START DATA IN THIS EXERCISE

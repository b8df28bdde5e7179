//! Packet definitions
//!
//! A packet travels as two VarInt tags - protocol version and packet
//! type - followed by a variant-specific body. The packet type keys a
//! closed set of variants; decoding dispatches on it and an unknown tag
//! is a decode error, not a silently skipped body. Equality, hashing
//! and debug formatting are structural per variant.
//!
//! The concrete catalog here is intentionally small: enough for the
//! handshake path and the node console. Version/type compatibility
//! policy (which versions may carry which types) is the dispatcher's
//! call, not enforced here.

use super::{
    read_array_bounded, read_string_bounded, read_string_list_bounded, read_varint, write_array,
    write_string, write_string_list, write_varint, ByteCursor, CodecError, CodecResult, WireLimits,
};

/// The two wire tags preceding every packet body. Plain data; neither
/// field is validated against the other at this layer.
#[derive(Debug, Clone, Copy, PartialEq, Eq, Hash)]
pub struct PacketHeader {
    /// Wire-format revision the sender used
    pub protocol_version: u32,
    /// Tag identifying the body variant, used for dispatch
    pub packet_type: u32,
}

impl PacketHeader {
    pub fn write(&self, cursor: &mut ByteCursor) {
        write_varint(cursor, self.protocol_version);
        write_varint(cursor, self.packet_type);
    }

    pub fn read(cursor: &mut ByteCursor) -> CodecResult<Self> {
        Ok(Self {
            protocol_version: read_varint(cursor)?,
            packet_type: read_varint(cursor)?,
        })
    }
}

/// All packet variants, keyed by their wire type tag.
#[derive(Debug, Clone, PartialEq, Eq, Hash)]
pub enum Packet {
    /// First packet from a connecting node
    Handshake {
        node_name: String,
        groups: Vec<String>,
    },

    /// Authentication token following the handshake
    AuthToken { token: Vec<u8> },

    /// A line of console output forwarded between nodes
    ConsoleText { line: String },

    /// Graceful disconnect
    Disconnect { reason: String },
}

impl Packet {
    /// Get the wire type tag for this variant
    pub fn packet_type(&self) -> u32 {
        match self {
            Packet::Handshake { .. } => 0x01,
            Packet::AuthToken { .. } => 0x02,
            Packet::ConsoleText { .. } => 0x10,
            Packet::Disconnect { .. } => 0xFE,
        }
    }

    /// Serialize the body only; the header is written by [`Frame::write`].
    pub fn write_body(&self, cursor: &mut ByteCursor) {
        match self {
            Packet::Handshake { node_name, groups } => {
                write_string(cursor, node_name);
                write_string_list(cursor, groups);
            }
            Packet::AuthToken { token } => {
                write_array(cursor, token);
            }
            Packet::ConsoleText { line } => {
                write_string(cursor, line);
            }
            Packet::Disconnect { reason } => {
                write_string(cursor, reason);
            }
        }
    }

    /// Parse the body for `packet_type`, returning a fully populated
    /// value. There is no partially-constructed state to observe.
    pub fn read_body(packet_type: u32, cursor: &mut ByteCursor) -> CodecResult<Self> {
        Self::read_body_bounded(packet_type, cursor, &WireLimits::default())
    }

    /// Parse the body with the given decode limits; every peer-declared
    /// length is checked against them before allocation.
    pub fn read_body_bounded(
        packet_type: u32,
        cursor: &mut ByteCursor,
        limits: &WireLimits,
    ) -> CodecResult<Self> {
        match packet_type {
            0x01 => {
                let node_name = read_string_bounded(cursor, limits.max_string_len)?;
                if node_name.is_empty() {
                    return Err(CodecError::MalformedPacket(
                        "handshake with empty node name".into(),
                    ));
                }
                let groups = read_string_list_bounded(cursor, limits)?;
                Ok(Packet::Handshake { node_name, groups })
            }
            0x02 => Ok(Packet::AuthToken {
                token: read_array_bounded(cursor, limits.max_array_len)?,
            }),
            0x10 => Ok(Packet::ConsoleText {
                line: read_string_bounded(cursor, limits.max_string_len)?,
            }),
            0xFE => Ok(Packet::Disconnect {
                reason: read_string_bounded(cursor, limits.max_string_len)?,
            }),
            other => Err(CodecError::UnknownPacketType(other)),
        }
    }
}

/// A packet together with the protocol version it was sent under
#[derive(Debug, Clone, PartialEq, Eq, Hash)]
pub struct Frame {
    pub protocol_version: u32,
    pub packet: Packet,
}

impl Frame {
    pub fn new(protocol_version: u32, packet: Packet) -> Self {
        Self {
            protocol_version,
            packet,
        }
    }

    /// Serialize header tags then body.
    pub fn write(&self, cursor: &mut ByteCursor) {
        let header = PacketHeader {
            protocol_version: self.protocol_version,
            packet_type: self.packet.packet_type(),
        };
        header.write(cursor);
        self.packet.write_body(cursor);
    }

    /// Read header tags, dispatch on the type tag, parse the body.
    pub fn read(cursor: &mut ByteCursor) -> CodecResult<Self> {
        Self::read_bounded(cursor, &WireLimits::default())
    }

    /// Read with configured decode limits applied to the body.
    pub fn read_bounded(cursor: &mut ByteCursor, limits: &WireLimits) -> CodecResult<Self> {
        let header = PacketHeader::read(cursor)?;
        let packet = Packet::read_body_bounded(header.packet_type, cursor, limits)?;
        Ok(Self {
            protocol_version: header.protocol_version,
            packet,
        })
    }
}
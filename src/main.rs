//! CirrusNet - Cloud orchestrator wire protocol and node console
//!
//! The binary hosts the interactive node console plus small utilities
//! around the wire codec (packet decoding, configuration management).

mod bootstrap;
mod config;
mod console;
mod protocol;

use std::path::PathBuf;

use clap::{Parser, Subcommand};
use tracing_subscriber::{fmt, prelude::*, EnvFilter};

use config::Config;
use console::Console;

/// CirrusNet - Cloud orchestrator wire protocol and node console
#[derive(Parser)]
#[command(name = "cirrusnet")]
#[command(author = "CirrusNet Contributors")]
#[command(version = "0.1.0")]
#[command(about = "Wire protocol tools and node console for Cirrus", long_about = None)]
struct Cli {
    /// Path to configuration file
    #[arg(short, long, global = true)]
    config: Option<PathBuf>,

    /// Enable verbose output
    #[arg(short, long, global = true)]
    verbose: bool,

    #[command(subcommand)]
    command: Commands,
}

#[derive(Subcommand)]
enum Commands {
    /// Run the interactive node console
    Console,

    /// Decode a hex-encoded packet and print its contents
    Decode {
        /// Packet bytes as a hex string
        hex: String,
    },

    /// Show current configuration
    Config {
        /// Generate sample configuration
        #[arg(long)]
        generate: bool,

        /// Output path for generated config
        #[arg(short, long)]
        output: Option<PathBuf>,
    },

    /// Show node and protocol information
    Info,
}

fn main() -> anyhow::Result<()> {
    let cli = Cli::parse();

    // Initialize logging
    let filter = if cli.verbose {
        EnvFilter::new("debug")
    } else {
        EnvFilter::new("info")
    };

    tracing_subscriber::registry()
        .with(fmt::layer())
        .with(filter)
        .init();

    // Load configuration
    let config = if let Some(config_path) = &cli.config {
        Config::load(config_path)?
    } else {
        Config::load_default().unwrap_or_default()
    };

    match cli.command {
        Commands::Console => {
            let mut console = Console::new(config, cli.config);
            console.run()?;
        }

        Commands::Decode { hex } => {
            let dump = console::decode_packet_dump(&hex, &config.protocol.wire_limits())?;
            println!("{dump}");
        }

        Commands::Config { generate, output } => {
            if generate {
                let sample = config::generate_sample_config();
                match output {
                    Some(path) => {
                        std::fs::write(&path, sample)?;
                        println!("Sample configuration written to {}", path.display());
                    }
                    None => println!("{sample}"),
                }
            } else {
                println!("{}", toml::to_string_pretty(&config)?);
            }
        }

        Commands::Info => {
            println!("cirrusnet {}", env!("CARGO_PKG_VERSION"));
            println!("protocol version: {}", protocol::PROTOCOL_VERSION);
            println!("node name: {}", config.general.name);
            if let Some(path) = config::default_config_path() {
                println!("default config: {}", path.display());
            }
            println!("launcher artifacts:");
            for artifact in bootstrap::Artifact::all() {
                println!("  {artifact}");
            }
        }
    }

    Ok(())
}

END DATA IN THIS EXERCISE

Search the entries for the string "println" and return each line where it turns up.

            println!("{dump}");
                        println!("Sample configuration written to {}", path.display());
                    None => println!("{sample}"),
                println!("{}", toml::to_string_pretty(&config)?);
            println!("cirrusnet {}", env!("CARGO_PKG_VERSION"));
            println!("protocol version: {}", protocol::PROTOCOL_VERSION);
            println!("node name: {}", config.general.name);
                println!("default config: {}", path.display());
            println!("launcher artifacts:");
                println!("  {artifact}");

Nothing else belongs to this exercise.